- **Task directions**: Repeat, exactly as written, the line containing "use std::path::Path;" and each line after it through the end of the data.
--- --- ---
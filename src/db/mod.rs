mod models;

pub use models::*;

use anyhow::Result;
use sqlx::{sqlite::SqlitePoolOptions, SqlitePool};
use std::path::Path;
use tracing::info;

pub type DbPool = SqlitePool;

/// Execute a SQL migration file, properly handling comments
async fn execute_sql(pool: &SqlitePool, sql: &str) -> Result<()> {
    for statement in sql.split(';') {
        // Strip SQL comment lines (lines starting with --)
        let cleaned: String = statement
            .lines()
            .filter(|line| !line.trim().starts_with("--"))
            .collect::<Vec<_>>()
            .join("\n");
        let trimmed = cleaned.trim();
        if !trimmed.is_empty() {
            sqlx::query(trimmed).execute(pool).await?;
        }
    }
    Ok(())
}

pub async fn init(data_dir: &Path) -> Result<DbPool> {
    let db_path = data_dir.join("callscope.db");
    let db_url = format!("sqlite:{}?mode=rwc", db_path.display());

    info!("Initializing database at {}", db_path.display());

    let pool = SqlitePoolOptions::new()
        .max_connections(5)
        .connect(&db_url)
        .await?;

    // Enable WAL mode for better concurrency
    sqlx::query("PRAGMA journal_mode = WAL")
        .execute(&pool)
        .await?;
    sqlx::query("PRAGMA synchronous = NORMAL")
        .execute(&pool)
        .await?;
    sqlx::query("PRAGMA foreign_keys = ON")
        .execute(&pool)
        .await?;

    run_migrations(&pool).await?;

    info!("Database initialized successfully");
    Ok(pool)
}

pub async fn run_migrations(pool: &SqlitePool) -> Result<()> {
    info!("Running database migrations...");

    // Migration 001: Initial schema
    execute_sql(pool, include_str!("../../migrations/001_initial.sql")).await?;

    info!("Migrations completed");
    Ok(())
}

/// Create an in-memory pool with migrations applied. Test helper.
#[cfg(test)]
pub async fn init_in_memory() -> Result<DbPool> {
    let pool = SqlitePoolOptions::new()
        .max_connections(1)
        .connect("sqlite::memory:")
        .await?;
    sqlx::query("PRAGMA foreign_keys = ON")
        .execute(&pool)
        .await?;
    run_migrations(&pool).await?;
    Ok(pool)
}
--- --- ---
- **Problem solution**:
use std::path::Path;
use tracing::info;

pub type DbPool = SqlitePool;

/// Execute a SQL migration file, properly handling comments
async fn execute_sql(pool: &SqlitePool, sql: &str) -> Result<()> {
    for statement in sql.split(';') {
        // Strip SQL comment lines (lines starting with --)
        let cleaned: String = statement
            .lines()
            .filter(|line| !line.trim().starts_with("--"))
            .collect::<Vec<_>>()
            .join("\n");
        let trimmed = cleaned.trim();
        if !trimmed.is_empty() {
            sqlx::query(trimmed).execute(pool).await?;
        }
    }
    Ok(())
}

pub async fn init(data_dir: &Path) -> Result<DbPool> {
    let db_path = data_dir.join("callscope.db");
    let db_url = format!("sqlite:{}?mode=rwc", db_path.display());

    info!("Initializing database at {}", db_path.display());

    let pool = SqlitePoolOptions::new()
        .max_connections(5)
        .connect(&db_url)
        .await?;

    // Enable WAL mode for better concurrency
    sqlx::query("PRAGMA journal_mode = WAL")
        .execute(&pool)
        .await?;
    sqlx::query("PRAGMA synchronous = NORMAL")
        .execute(&pool)
        .await?;
    sqlx::query("PRAGMA foreign_keys = ON")
        .execute(&pool)
        .await?;

    run_migrations(&pool).await?;

    info!("Database initialized successfully");
    Ok(pool)
}

pub async fn run_migrations(pool: &SqlitePool) -> Result<()> {
    info!("Running database migrations...");

    // Migration 001: Initial schema
    execute_sql(pool, include_str!("../../migrations/001_initial.sql")).await?;

    info!("Migrations completed");
    Ok(())
}

/// Create an in-memory pool with migrations applied. Test helper.
#[cfg(test)]
pub async fn init_in_memory() -> Result<DbPool> {
    let pool = SqlitePoolOptions::new()
        .max_connections(1)
        .connect("sqlite::memory:")
        .await?;
    sqlx::query("PRAGMA foreign_keys = ON")
        .execute(&pool)
        .await?;
    run_migrations(&pool).await?;
    Ok(pool)
}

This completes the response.